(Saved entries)
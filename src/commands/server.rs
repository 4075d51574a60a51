//! Server commands.

use super::{log_command, CommandError, CommandResult};
use crate::db::registry::{no_keys, CommandTable};
use crate::db::Db;
use crate::protocol::Reply;
use bytes::Bytes;

pub fn register(table: &mut CommandTable) {
    table.register("PING", ping, Some(no_keys), None, -1);
    table.register("ECHO", echo, Some(no_keys), None, 2);
    table.register("DBSIZE", dbsize, None, None, 1);
    table.register("FLUSHDB", flushdb, None, None, 1);
}

/// PING [message]
fn ping(_db: &Db, args: &[Bytes]) -> CommandResult {
    match args {
        [] => Ok(Reply::pong()),
        [message] => Ok(Reply::bulk(message.clone())),
        _ => Err(CommandError::WrongArity("ping".to_string())),
    }
}

fn echo(_db: &Db, args: &[Bytes]) -> CommandResult {
    Ok(Reply::bulk(args[0].clone()))
}

fn dbsize(db: &Db, _args: &[Bytes]) -> CommandResult {
    Ok(Reply::integer(db.len() as i64))
}

fn flushdb(db: &Db, args: &[Bytes]) -> CommandResult {
    db.flush();
    log_command(db, "FLUSHDB", args);
    Ok(Reply::ok())
}
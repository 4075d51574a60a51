//! Sharded Concurrent Dictionary
//!
//! A hash table split into a power-of-two number of shards, each guarded
//! by its own `RwLock`. A key's shard is `fnv32(key) & (shards - 1)`.
//!
//! Every method holds exactly one shard lock for the duration of one
//! operation. [`Dict::for_each`] visits shards one at a time, so a walk
//! over the whole table is not an atomic snapshot: keys written while the
//! walk is in progress may or may not be seen.

use super::{compute_capacity, fnv32};
use bytes::Bytes;
use parking_lot::RwLock;
use std::collections::HashMap;
use std::sync::atomic::{AtomicUsize, Ordering};

pub struct Dict<V> {
    shards: Vec<RwLock<HashMap<Bytes, V>>>,
    count: AtomicUsize,
}

impl<V> std::fmt::Debug for Dict<V> {
    fn fmt(&self, f: &mut std::fmt::Formatter<'_>) -> std::fmt::Result {
        f.debug_struct("Dict")
            .field("shards", &self.shards.len())
            .field("len", &self.len())
            .finish()
    }
}

impl<V> Dict<V> {
    /// Creates a dictionary with at least `shard_count` shards.
    pub fn new(shard_count: usize) -> Self {
        let n = compute_capacity(shard_count);
        let shards = (0..n).map(|_| RwLock::new(HashMap::new())).collect();
        Self {
            shards,
            count: AtomicUsize::new(0),
        }
    }

    #[inline]
    fn shard(&self, key: &[u8]) -> &RwLock<HashMap<Bytes, V>> {
        let index = fnv32(key) as usize & (self.shards.len() - 1);
        &self.shards[index]
    }

    pub fn shard_count(&self) -> usize {
        self.shards.len()
    }

    /// Runs `f` against the value under a shared shard lock.
    pub fn with<R>(&self, key: &[u8], f: impl FnOnce(&V) -> R) -> Option<R> {
        self.shard(key).read().get(key).map(f)
    }

    /// Runs `f` against the value under an exclusive shard lock.
    pub fn with_mut<R>(&self, key: &[u8], f: impl FnOnce(&mut V) -> R) -> Option<R> {
        self.shard(key).write().get_mut(key).map(f)
    }

    pub fn contains(&self, key: &[u8]) -> bool {
        self.shard(key).read().contains_key(key)
    }

    /// Inserts or replaces. Returns 1 for a new key, 0 for an update.
    pub fn put(&self, key: Bytes, value: V) -> usize {
        let mut shard = self.shard(&key).write();
        if shard.insert(key, value).is_none() {
            self.count.fetch_add(1, Ordering::Relaxed);
            1
        } else {
            0
        }
    }

    /// Inserts only if the key is absent. Returns 1 if inserted.
    pub fn put_if_absent(&self, key: Bytes, value: V) -> usize {
        let mut shard = self.shard(&key).write();
        if shard.contains_key(&key) {
            return 0;
        }
        shard.insert(key, value);
        self.count.fetch_add(1, Ordering::Relaxed);
        1
    }

    /// Replaces only if the key is present. Returns 1 if replaced.
    pub fn put_if_exists(&self, key: Bytes, value: V) -> usize {
        let mut shard = self.shard(&key).write();
        match shard.get_mut(&key) {
            Some(slot) => {
                *slot = value;
                1
            }
            None => 0,
        }
    }

    /// Atomically computes a new value from the current one and stores it.
    pub fn upsert(&self, key: Bytes, f: impl FnOnce(Option<&V>) -> V) -> usize {
        let mut shard = self.shard(&key).write();
        let next = f(shard.get(&key));
        if shard.insert(key, next).is_none() {
            self.count.fetch_add(1, Ordering::Relaxed);
            1
        } else {
            0
        }
    }

    pub fn remove(&self, key: &[u8]) -> Option<V> {
        let removed = self.shard(key).write().remove(key);
        if removed.is_some() {
            self.count.fetch_sub(1, Ordering::Relaxed);
        }
        removed
    }

    pub fn len(&self) -> usize {
        self.count.load(Ordering::Relaxed)
    }

    pub fn is_empty(&self) -> bool {
        self.len() == 0
    }

    /// Visits every entry, one shard at a time. Stops as soon as `visit`
    /// returns `false`.
    pub fn for_each(&self, mut visit: impl FnMut(&Bytes, &V) -> bool) {
        for shard in &self.shards {
            let shard = shard.read();
            for (key, value) in shard.iter() {
                if !visit(key, value) {
                    return;
                }
            }
        }
    }

    pub fn keys(&self) -> Vec<Bytes> {
        let mut keys = Vec::with_capacity(self.len());
        self.for_each(|key, _| {
            keys.push(key.clone());
            true
        });
        keys
    }

    pub fn clear(&self) {
        for shard in &self.shards {
            let mut shard = shard.write();
            self.count.fetch_sub(shard.len(), Ordering::Relaxed);
            shard.clear();
        }
    }
}

impl<V: Clone> Dict<V> {
    pub fn get(&self, key: &[u8]) -> Option<V> {
        self.shard(key).read().get(key).cloned()
    }
}
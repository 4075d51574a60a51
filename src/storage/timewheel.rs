//! Timing Wheel
//!
//! Schedules one-shot jobs keyed by name. Used to expire keys.
//!
//! ## Design
//!
//! ```text
//!            current
//!               │
//!   ┌────┬────┬─▼──┬────┬────┬────┐
//!   │ s0 │ s1 │ s2 │ s3 │ .. │sN-1│   one slot per `interval`
//!   └────┴────┴────┴────┴────┴────┘
//!               │
//!        [job(circle=0), job(circle=2), ...]
//! ```
//!
//! A job with delay `d` lands in slot `(current + d / interval) % N` and
//! waits `d / interval / N` extra revolutions (its circle). Every tick the
//! slot under `current` is inspected: jobs with circle 0 are removed and
//! run, the others have their circle decremented. Then `current` advances.
//!
//! Because ticks are whole intervals, a job may fire up to one interval
//! before or after its exact deadline. Callers re-check their own state
//! when the job runs.
//!
//! All wheel state lives inside one Tokio task; the handle only sends it
//! messages, so [`TimeWheel::delay`] and [`TimeWheel::cancel`] never block.
//! Jobs run on the blocking pool, each wrapped so a panic is logged and
//! does not affect the tick loop or other jobs.

use bytes::Bytes;
use std::collections::HashMap;
use std::panic::{catch_unwind, AssertUnwindSafe};
use std::time::{Duration, SystemTime};
use tokio::sync::{mpsc, watch};
use tokio::time::{interval_at, Instant, MissedTickBehavior};
use tracing::{debug, error, info};

pub type Job = Box<dyn FnOnce() + Send + 'static>;

/// Wheel geometry.
#[derive(Debug, Clone)]
pub struct WheelConfig {
    /// Length of one tick (default: 1s)
    pub interval: Duration,
    /// Number of slots in the ring (default: 3600)
    pub slots: usize,
}

impl Default for WheelConfig {
    fn default() -> Self {
        Self {
            interval: Duration::from_secs(1),
            slots: 3600,
        }
    }
}

enum Op {
    Add { key: Bytes, delay: Duration, job: Job },
    Remove(Bytes),
}

/// Handle to a running wheel. Dropping it stops the tick loop.
#[derive(Debug)]
pub struct TimeWheel {
    ops: mpsc::UnboundedSender<Op>,
    shutdown_tx: watch::Sender<bool>,
}

impl TimeWheel {
    /// Spawns the tick loop on the current Tokio runtime.
    pub fn start(config: WheelConfig) -> Self {
        let (ops, ops_rx) = mpsc::unbounded_channel();
        let (shutdown_tx, shutdown_rx) = watch::channel(false);

        let state = WheelState::new(config.interval, config.slots.max(1));
        tokio::spawn(wheel_loop(state, ops_rx, shutdown_rx));

        info!(
            interval_ms = config.interval.as_millis() as u64,
            slots = config.slots,
            "Time wheel started"
        );

        Self { ops, shutdown_tx }
    }

    /// Runs `job` after `delay`. An existing job under the same key is
    /// replaced.
    pub fn delay(&self, key: Bytes, delay: Duration, job: Job) {
        let _ = self.ops.send(Op::Add { key, delay, job });
    }

    /// Runs `job` at `at`. A deadline already in the past fires on the
    /// next tick.
    pub fn at(&self, key: Bytes, at: SystemTime, job: Job) {
        let delay = at
            .duration_since(SystemTime::now())
            .unwrap_or(Duration::ZERO);
        self.delay(key, delay, job);
    }

    /// Drops the pending job for `key`, if any.
    pub fn cancel(&self, key: &[u8]) {
        let _ = self.ops.send(Op::Remove(Bytes::copy_from_slice(key)));
    }

    pub fn stop(&self) {
        let _ = self.shutdown_tx.send(true);
    }
}

impl Drop for TimeWheel {
    fn drop(&mut self) {
        self.stop();
    }
}

struct Task {
    key: Bytes,
    circle: usize,
    job: Job,
}

struct WheelState {
    interval: Duration,
    slots: Vec<Vec<Task>>,
    index: HashMap<Bytes, usize>,
    current: usize,
}

impl WheelState {
    fn new(interval: Duration, slots: usize) -> Self {
        Self {
            interval,
            slots: (0..slots).map(|_| Vec::new()).collect(),
            index: HashMap::new(),
            current: 0,
        }
    }

    /// (slot, circle) for a job added now with `delay`.
    fn position(&self, delay: Duration) -> (usize, usize) {
        let n = self.slots.len();
        let offset = (delay.as_nanos() / self.interval.as_nanos().max(1)) as usize;
        ((self.current + offset) % n, offset / n)
    }

    fn add(&mut self, key: Bytes, delay: Duration, job: Job) {
        self.remove(&key);
        let (slot, circle) = self.position(delay);
        self.slots[slot].push(Task {
            key: key.clone(),
            circle,
            job,
        });
        self.index.insert(key, slot);
    }

    fn remove(&mut self, key: &[u8]) {
        if let Some(slot) = self.index.remove(key) {
            self.slots[slot].retain(|task| task.key != key);
        }
    }

    /// Processes the current slot and advances. Returns the jobs due now.
    fn tick(&mut self) -> Vec<Task> {
        let pending = std::mem::take(&mut self.slots[self.current]);
        let mut due = Vec::new();

        for mut task in pending {
            if task.circle > 0 {
                task.circle -= 1;
                self.slots[self.current].push(task);
            } else {
                self.index.remove(&task.key);
                due.push(task);
            }
        }

        self.current = (self.current + 1) % self.slots.len();
        due
    }
}

async fn wheel_loop(
    mut state: WheelState,
    mut ops: mpsc::UnboundedReceiver<Op>,
    mut shutdown_rx: watch::Receiver<bool>,
) {
    let mut ticker = interval_at(Instant::now() + state.interval, state.interval);
    ticker.set_missed_tick_behavior(MissedTickBehavior::Delay);

    loop {
        tokio::select! {
            _ = ticker.tick() => {
                for task in state.tick() {
                    run_job(task);
                }
            }
            op = ops.recv() => match op {
                Some(Op::Add { key, delay, job }) => state.add(key, delay, job),
                Some(Op::Remove(key)) => state.remove(&key),
                None => return,
            },
            result = shutdown_rx.changed() => {
                if result.is_err() || *shutdown_rx.borrow() {
                    debug!("Time wheel received shutdown signal");
                    return;
                }
            }
        }
    }
}

fn run_job(task: Task) {
    let Task { key, job, .. } = task;
    tokio::task::spawn_blocking(move || {
        if catch_unwind(AssertUnwindSafe(job)).is_err() {
            error!(key = %String::from_utf8_lossy(&key), "Time wheel job panicked");
        }
    });
}

#[cfg(test)]
mod tests {
    use super::*;
    use std::sync::atomic::{AtomicUsize, Ordering};
    use std::sync::Arc;

    fn noop() -> Job {
        Box::new(|| {})
    }

    #[test]
    fn test_position_and_circle() {
        let mut state = WheelState::new(Duration::from_secs(1), 5);
        assert_eq!(state.position(Duration::from_secs(0)), (0, 0));
        assert_eq!(state.position(Duration::from_secs(3)), (3, 0));
        assert_eq!(state.position(Duration::from_secs(7)), (2, 1));
        assert_eq!(state.position(Duration::from_millis(1500)), (1, 0));

        state.current = 4;
        assert_eq!(state.position(Duration::from_secs(2)), (1, 0));
    }

    #[test]
    fn test_tick_fires_after_circles() {
        let mut state = WheelState::new(Duration::from_secs(1), 2);
        // offset 4 -> slot 0, two extra revolutions
        state.add(Bytes::from("k"), Duration::from_secs(4), noop());

        let mut fired_at = None;
        for tick in 0..6 {
            if !state.tick().is_empty() {
                fired_at = Some(tick);
                break;
            }
        }
        assert_eq!(fired_at, Some(4));
        assert!(state.index.is_empty());
    }

    #[test]
    fn test_remove_and_replace() {
        let mut state = WheelState::new(Duration::from_secs(1), 8);
        state.add(Bytes::from("k"), Duration::from_secs(2), noop());
        state.add(Bytes::from("k"), Duration::from_secs(5), noop());
        assert_eq!(state.slots[2].len(), 0);
        assert_eq!(state.slots[5].len(), 1);

        state.remove(b"k");
        assert!(state.slots.iter().all(|s| s.is_empty()));
        state.remove(b"missing");
    }

    #[tokio::test]
    async fn test_job_runs() {
        let wheel = TimeWheel::start(WheelConfig {
            interval: Duration::from_millis(20),
            slots: 16,
        });
        let hits = Arc::new(AtomicUsize::new(0));
        let h = Arc::clone(&hits);
        wheel.delay(
            Bytes::from("job"),
            Duration::from_millis(40),
            Box::new(move || {
                h.fetch_add(1, Ordering::SeqCst);
            }),
        );

        tokio::time::sleep(Duration::from_millis(300)).await;
        assert_eq!(hits.load(Ordering::SeqCst), 1);
    }

    #[tokio::test]
    async fn test_cancelled_job_never_runs() {
        let wheel = TimeWheel::start(WheelConfig {
            interval: Duration::from_millis(20),
            slots: 16,
        });
        let hits = Arc::new(AtomicUsize::new(0));
        let h = Arc::clone(&hits);
        wheel.delay(
            Bytes::from("job"),
            Duration::from_millis(100),
            Box::new(move || {
                h.fetch_add(1, Ordering::SeqCst);
            }),
        );
        wheel.cancel(b"job");

        tokio::time::sleep(Duration::from_millis(300)).await;
        assert_eq!(hits.load(Ordering::SeqCst), 0);
    }

    #[tokio::test]
    async fn test_panicking_job_does_not_stop_wheel() {
        let wheel = TimeWheel::start(WheelConfig {
            interval: Duration::from_millis(20),
            slots: 16,
        });
        let hits = Arc::new(AtomicUsize::new(0));

        wheel.delay(Bytes::from("bad"), Duration::ZERO, Box::new(|| panic!("boom")));
        let h = Arc::clone(&hits);
        wheel.delay(
            Bytes::from("good"),
            Duration::from_millis(60),
            Box::new(move || {
                h.fetch_add(1, Ordering::SeqCst);
            }),
        );

        tokio::time::sleep(Duration::from_millis(300)).await;
        assert_eq!(hits.load(Ordering::SeqCst), 1);
    }
}
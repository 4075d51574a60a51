//! Storage Primitives
//!
//! The building blocks the database is composed from. None of them knows
//! about commands or clients.
//!
//! ## Architecture
//!
//! ```text
//! ┌──────────────────────────────────────────────────────────────┐
//! │                            Dict<V>                           │
//! │  ┌─────────┐ ┌─────────┐ ┌─────────┐       ┌─────────┐       │
//! │  │ Shard 0 │ │ Shard 1 │ │ Shard 2 │  ...  │ Shard N │       │
//! │  │ RwLock  │ │ RwLock  │ │ RwLock  │       │ RwLock  │       │
//! │  └─────────┘ └─────────┘ └─────────┘       └─────────┘       │
//! └──────────────────────────────────────────────────────────────┘
//!
//! ┌──────────────────────────────────────────────────────────────┐
//! │ LockTable   [slot 0][slot 1][slot 2] ... [slot M]            │
//! │             key -> fnv32(key) & (M-1), acquired in ascending │
//! │             slot order, released in descending order         │
//! └──────────────────────────────────────────────────────────────┘
//!
//! ┌──────────────────────────────────────────────────────────────┐
//! │ TimeWheel   ring of slots, one tick per interval,            │
//! │             driven by a background Tokio task                │
//! └──────────────────────────────────────────────────────────────┘
//! ```
//!
//! `Dict` and `LockTable` share the same hash so the mapping from key to
//! shard and from key to slot is a bitmask, never a modulo.

pub mod dict;
pub mod lock;
pub mod timewheel;
pub mod value;

pub use dict::Dict;
pub use lock::{BatchGuard, LockTable};
pub use timewheel::TimeWheel;
pub use value::DataValue;

const FNV_OFFSET: u32 = 2_166_136_261;
const FNV_PRIME: u32 = 16_777_619;

/// 32-bit FNV-1a hash of `key`.
#[inline]
pub fn fnv32(key: &[u8]) -> u32 {
    let mut hash = FNV_OFFSET;
    for &b in key {
        hash ^= b as u32;
        hash = hash.wrapping_mul(FNV_PRIME);
    }
    hash
}

/// Rounds a requested table size up to a power of two, minimum 16.
pub fn compute_capacity(requested: usize) -> usize {
    requested.max(16).next_power_of_two()
}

** PROBLEM STATEMENT **
Repeat the entries above verbatim, but only from the line that has "let index = fnv32(key)" down to the line that has "shard.insert(key, value);", inclusive.

** RESPONSE TO THIS TASK **
        let index = fnv32(key) as usize & (self.shards.len() - 1);
        &self.shards[index]
    }

    pub fn shard_count(&self) -> usize {
        self.shards.len()
    }

    /// Runs `f` against the value under a shared shard lock.
    pub fn with<R>(&self, key: &[u8], f: impl FnOnce(&V) -> R) -> Option<R> {
        self.shard(key).read().get(key).map(f)
    }

    /// Runs `f` against the value under an exclusive shard lock.
    pub fn with_mut<R>(&self, key: &[u8], f: impl FnOnce(&mut V) -> R) -> Option<R> {
        self.shard(key).write().get_mut(key).map(f)
    }

    pub fn contains(&self, key: &[u8]) -> bool {
        self.shard(key).read().contains_key(key)
    }

    /// Inserts or replaces. Returns 1 for a new key, 0 for an update.
    pub fn put(&self, key: Bytes, value: V) -> usize {
        let mut shard = self.shard(&key).write();
        if shard.insert(key, value).is_none() {
            self.count.fetch_add(1, Ordering::Relaxed);
            1
        } else {
            0
        }
    }

    /// Inserts only if the key is absent. Returns 1 if inserted.
    pub fn put_if_absent(&self, key: Bytes, value: V) -> usize {
        let mut shard = self.shard(&key).write();
        if shard.contains_key(&key) {
            return 0;
        }
        shard.insert(key, value);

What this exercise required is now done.